Anyhow, given the fact that Merkel threw a hissy fit over the very notion that friends might spy on friends, as in Americans on Germans, her so-what reaction last week to evidence that U.S. officials’ phone conversations might also be also fodder for snoops was very interesting.

There are (at least) four issues that might have agitated dear Angela vis-à-vis the pretty good evidence that the Russians had not only recorded, but had also leaked the contents of a phone conversation between a high level U.S. State Department official and an ambassador. They are: (1) I’m shocked shocked that the Russians are spying on U.S. diplomatic communications, which means they’re probably spying on all of us. (2) I’m shocked shocked that the Russians have made public the results of their clandestine surveillance; (3) I’m shocked shocked that American diplomats have been denigrating, behind our backs, the European approach to the situation in Ukraine. (4) I’m shocked shocked that American diplomats swear like troopers when they think a conversation is private.

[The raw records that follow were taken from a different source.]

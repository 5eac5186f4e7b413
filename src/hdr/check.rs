//! Eligibility, pair consistency and infrared alignment checks

use tracing::trace;

use crate::frame::{Frame, FrameUnit, Frameset, MetadataKind};

/// Why a completed pair could not be merged
#[derive(Debug, Clone, Copy, PartialEq, Eq)]
pub enum RejectReason {
    MissingDepth,
    /// Depth not tagged as a depth frame, not Z16, or buffer too short
    UnreadableDepth,
    MissingCounter,
    CounterGap { first: i64, second: i64 },
    DepthSizeMismatch,
}

/// Outcome of checking a completed pair
#[derive(Debug, Clone, Copy, PartialEq, Eq)]
pub enum Mergeability {
    Mergeable { use_ir: bool },
    Rejected(RejectReason),
}

impl Mergeability {
    pub fn is_mergeable(&self) -> bool {
        matches!(self, Mergeability::Mergeable { .. })
    }
}

/// A unit is eligible when it is a frameset whose depth frame declares
/// a sequence id and a sequence size equal to `sequence_size`.
pub fn is_eligible(unit: &FrameUnit, sequence_size: i64) -> bool {
    let Some(set) = unit.as_frameset() else {
        return false;
    };
    let Some(depth) = set.depth_frame() else {
        return false;
    };

    if !depth.supports_metadata(MetadataKind::SubpresetSequenceSize)
        || !depth.supports_metadata(MetadataKind::SubpresetSequenceId)
    {
        return false;
    }
    depth.sequence_size() == Some(sequence_size)
}

/// Checks that `second` directly follows `first` and both depth frames
/// share dimensions, then decides whether infrared can guide the merge.
pub fn check_mergeability(first: &Frameset, second: &Frameset) -> Mergeability {
    let (Some(d0), Some(d1)) = (first.depth_frame(), second.depth_frame()) else {
        return Mergeability::Rejected(RejectReason::MissingDepth);
    };
    if d0.as_depth().is_err() || d1.as_depth().is_err() {
        return Mergeability::Rejected(RejectReason::UnreadableDepth);
    }
    let (Some(c0), Some(c1)) = (d0.frame_counter(), d1.frame_counter()) else {
        return Mergeability::Rejected(RejectReason::MissingCounter);
    };

    // Output is built from frames n and n+1 with n as the base
    if c0.checked_add(1) != Some(c1) {
        return Mergeability::Rejected(RejectReason::CounterGap {
            first: c0,
            second: c1,
        });
    }
    if !d0.profile().same_resolution(d1.profile()) {
        return Mergeability::Rejected(RejectReason::DepthSizeMismatch);
    }

    let use_ir = should_use_ir(d0, first.infrared_frame(), d1, second.infrared_frame());
    Mergeability::Mergeable { use_ir }
}

/// Infrared may guide the merge only if both companions exist, match the
/// depth resolution, carry usable 8-bit data, and were captured with the
/// same frame counter and sequence id as their depth frame.
pub fn should_use_ir(
    depth0: &Frame,
    ir0: Option<&Frame>,
    depth1: &Frame,
    ir1: Option<&Frame>,
) -> bool {
    let (Some(ir0), Some(ir1)) = (ir0, ir1) else {
        return false;
    };

    if !depth0.profile().same_resolution(ir0.profile())
        || !ir1.profile().same_resolution(ir0.profile())
    {
        trace!("IR dimensions differ from depth");
        return false;
    }
    if ir0.as_infrared().is_err() || ir1.as_infrared().is_err() {
        trace!("IR frames are not readable as Y8");
        return false;
    }

    let aligned = same_metadata(depth0, ir0, MetadataKind::FrameCounter)
        && same_metadata(depth1, ir1, MetadataKind::FrameCounter)
        && same_metadata(depth0, ir0, MetadataKind::SubpresetSequenceId)
        && same_metadata(depth1, ir1, MetadataKind::SubpresetSequenceId);
    if !aligned {
        trace!("IR metadata out of step with depth");
    }
    aligned
}

// Missing metadata on either side counts as a mismatch
fn same_metadata(a: &Frame, b: &Frame, kind: MetadataKind) -> bool {
    match (a.metadata(kind), b.metadata(kind)) {
        (Some(x), Some(y)) => x == y,
        _ => false,
    }
}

Did she excoriate the Russians for spying? Nope. No diatribes directed at a conniving Putin. Did she criticize the Russians for broadcasting the results of said spying? No. After all, what was leaked was a very useful bit of information for the Europeans, too. Spasiba, Volya.

Yet Merkel went ballistic about the very notion that American diplomats might criticize the European Union in a private conversation. Behind our backs! How shameful! As if everything any European politician says, confidentially, about Americans high or low is superlatively complimentary.

And this, finally, is what really got to Merkel: the language. To wit: the use of the f-word.

Now we know that Angela Merkel is the daughter of a clergyman. The language in her childhood home may have been very decorous, but she’s risen to the top in the rough world of politics. Is it possible that German politicians never ever use the German equivalent of “fucking idiot,” for example? Not even when they’re furious? Not even when they’re balked by a powerful opponent? Not even when they think some move is stupid beyond belief? Not even when it’s absolutely essential to let off steam, and cussing beats punching?

My German is rudimentary, but I’ve never met a language without a colorful collection of words and idioms that beginning students have no access to. Usually those vocabularies are traceable to the barnyard and the bedroom. Like “shit” and “fuck” and much much worse.

So what’s really bugging Angela Merkel? Why is she disproportionately angered by real politik when practiced by Americans with extensive, sometimes graphic vocabularies? Contradictory behavior often masks inner conflict or indecision. Sometimes it’s a sign of authentic feelings or thoughts piercing through a mask. That may be what’s happening with the German Chancellor. But regarding what?

In short, it may be that the important question isn’t who’s bugging Angela, but what’s bugging her. I’ll let the Europe specialists wrestle with that one.